LEADER: Poor boy, this is what a good whack in the head can achieve... Well then, we have to retreat! (radio) Guys, activate our base's module number two and get going!
BLACK GENERAL: Sire, you have to watch THIS! (shocked)
(The Russian doll opens and another one comes out. It ges our heroes and runs away.)
SMALL-VADER: (after facefaulting) Those rebels are only a bunch of pathetic clowns!
WILMA: This base has a rather... curious defensive system, hasn't it?
LEADER: Yep, but each time it's used it costs us 100 square meters...
DR-GORE: Special Agent! Follow the rebels' base and get me whatever individual you get first in order for us to interrogate the hell outta them! Get going!
(Again in the base Wilma's shaking the butt outta Goku for telling such foolish things)
WILMA: You are getting on my nerves with all that Sakarin crap, cut it out already!
LEADER: Wait a sec! What's all this Ke-huron Balls stuff? They are really that much powerful...? Maybe we could use them... to help us get rid of the Purple Pants army!
WILMA: Er, dunno, the truth is...
LEADER: If all comes to that, we must gather them. And if we need to go to Sakarin's holy grounds... we haven't a moment to spare! Everyone, on to Sakarin's holy land!
(The Russian-doll base leaves them near a village with a mighty tall tower inside.)
LEADER: This is Sakarin's tower... at its feet you can see the village inhabited by the unbeatable warriors who defend it. We will be waiting for you in the base, good luck.
WILMA: Damm kid, if you hadn't popped up your balloon you could have come alone.
GOKU: You can't blame me for having this hairdo, can you?

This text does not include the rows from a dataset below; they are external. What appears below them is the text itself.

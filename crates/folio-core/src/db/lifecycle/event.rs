use crate::{
    db::store::WriteOp,
    value::{Document, DocumentId, Fields, Status, Value},
};
use serde_json::Value as JsonValue;
use std::{collections::BTreeMap, fmt};

///
/// Action
///

#[derive(Clone, Copy, Debug, Eq, Hash, Ord, PartialEq, PartialOrd)]
pub enum Action {
    Create,
    Update,
    Delete,
    Publish,
    Unpublish,
}

impl Action {
    pub const ALL: [Self; 5] = [
        Self::Create,
        Self::Update,
        Self::Delete,
        Self::Publish,
        Self::Unpublish,
    ];

    #[must_use]
    pub const fn label(self) -> &'static str {
        match self {
            Self::Create => "create",
            Self::Update => "update",
            Self::Delete => "delete",
            Self::Publish => "publish",
            Self::Unpublish => "unpublish",
        }
    }

    /// Actions that only exist on draft/publish types.
    #[must_use]
    pub const fn requires_draft_and_publish(self) -> bool {
        matches!(self, Self::Publish | Self::Unpublish)
    }

    /// Actions whose `params.data` is written.
    #[must_use]
    pub const fn carries_data(self) -> bool {
        matches!(self, Self::Create | Self::Update)
    }
}

impl fmt::Display for Action {
    fn fmt(&self, f: &mut fmt::Formatter<'_>) -> fmt::Result {
        f.write_str(self.label())
    }
}

///
/// MutationState
///
/// `Pending → BeforeHooksRunning → Writing → AfterHooksRunning → Done`.
/// `Aborted` is only reachable from `BeforeHooksRunning`.
///

#[derive(Clone, Copy, Debug, Eq, PartialEq)]
pub enum MutationState {
    Pending,
    BeforeHooksRunning,
    Writing,
    AfterHooksRunning,
    Done,
    Aborted,
}

impl MutationState {
    #[must_use]
    pub const fn can_transition_to(self, next: Self) -> bool {
        matches!(
            (self, next),
            (Self::Pending, Self::BeforeHooksRunning)
                | (Self::BeforeHooksRunning, Self::Writing | Self::Aborted)
                | (Self::Writing, Self::AfterHooksRunning)
                | (Self::AfterHooksRunning, Self::Done)
        )
    }

    #[must_use]
    pub const fn is_terminal(self) -> bool {
        matches!(self, Self::Done | Self::Aborted)
    }
}

///
/// MutationParams
///
/// Caller input. Before-hooks may rewrite any of it.
///

#[derive(Clone, Debug, Default, PartialEq)]
pub struct MutationParams {
    pub data: Fields,
    pub document_id: Option<DocumentId>,
    pub status: Option<Status>,
}

///
/// MutationEvent
///
/// Shared by every hook of one mutation call. `result` is set once the
/// write returns, so only after-hooks observe it.
///

#[derive(Clone, Debug)]
pub struct MutationEvent {
    action: Action,
    doc_type: String,
    state: MutationState,
    pub params: MutationParams,
    result: Option<Document>,
    /// Scratch space passed from before-hooks to after-hooks.
    pub context: BTreeMap<String, JsonValue>,
}

impl MutationEvent {
    #[must_use]
    pub fn new(action: Action, doc_type: impl Into<String>, params: MutationParams) -> Self {
        Self {
            action,
            doc_type: doc_type.into(),
            state: MutationState::Pending,
            params,
            result: None,
            context: BTreeMap::new(),
        }
    }

    #[must_use]
    pub const fn action(&self) -> Action {
        self.action
    }

    #[must_use]
    pub fn doc_type(&self) -> &str {
        &self.doc_type
    }

    #[must_use]
    pub const fn state(&self) -> MutationState {
        self.state
    }

    #[must_use]
    pub const fn result(&self) -> Option<&Document> {
        self.result.as_ref()
    }

    /// Read one input attribute.
    #[must_use]
    pub fn data(&self, name: &str) -> Option<&Value> {
        self.params.data.get(name)
    }

    pub fn set_data(&mut self, name: impl Into<String>, value: impl Into<Value>) {
        self.params.data.insert(name.into(), value.into());
    }

    pub(crate) fn advance(&mut self, next: MutationState) {
        debug_assert!(
            self.state.can_transition_to(next),
            "invalid mutation transition {:?} -> {next:?}",
            self.state
        );
        self.state = next;
    }

    pub(crate) fn set_result(&mut self, result: Option<Document>) {
        self.result = result;
    }

    pub(crate) fn into_result(self) -> Option<Document> {
        self.result
    }

    /// Lower the (possibly hook-rewritten) params into an adapter write.
    pub(crate) fn write_op(&self) -> Option<WriteOp> {
        let id = || self.params.document_id.clone();

        Some(match self.action {
            Action::Create => WriteOp::Create {
                data: self.params.data.clone(),
                status: self.params.status,
            },
            Action::Update => WriteOp::Update {
                id: id()?,
                data: self.params.data.clone(),
                status: self.params.status,
            },
            Action::Delete => WriteOp::Delete { id: id()? },
            Action::Publish => WriteOp::Publish { id: id()? },
            Action::Unpublish => WriteOp::Unpublish { id: id()? },
        })
    }
}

WILMA: Don't talk back to me, mothafucka! (smacks him) Then again, what will the warriors here look like? I can only hope they aren't inclined to violence...
GOKU: (gets his stick) Mmm? Where have I been storing this stick?
ASTERIX: (appears) Halt, intruders! What are you doing here? If you don't talk...!
GOKU: (uppercuts Asterix) That midget is crazy, I say...
WILMA: Now you have gotten us into a fix, moron! What will happen now?
GOKU: Hey, would you rather want to be beaten to a pulp?
WILMA: Er, excuse us, we are looking for some Sakarin guy, do ya know of him?
[AUTHORS: Yep, this is Goku's stick, the magic stick that comes and goes depending if the authors remember to draw it or not. It won't dissapear again, we promise!]
(The rest of the Gauls come to the entrance to see what the fuss is about.)
VITALSTATISTIX: So, you are looking for Master Sakarin, right?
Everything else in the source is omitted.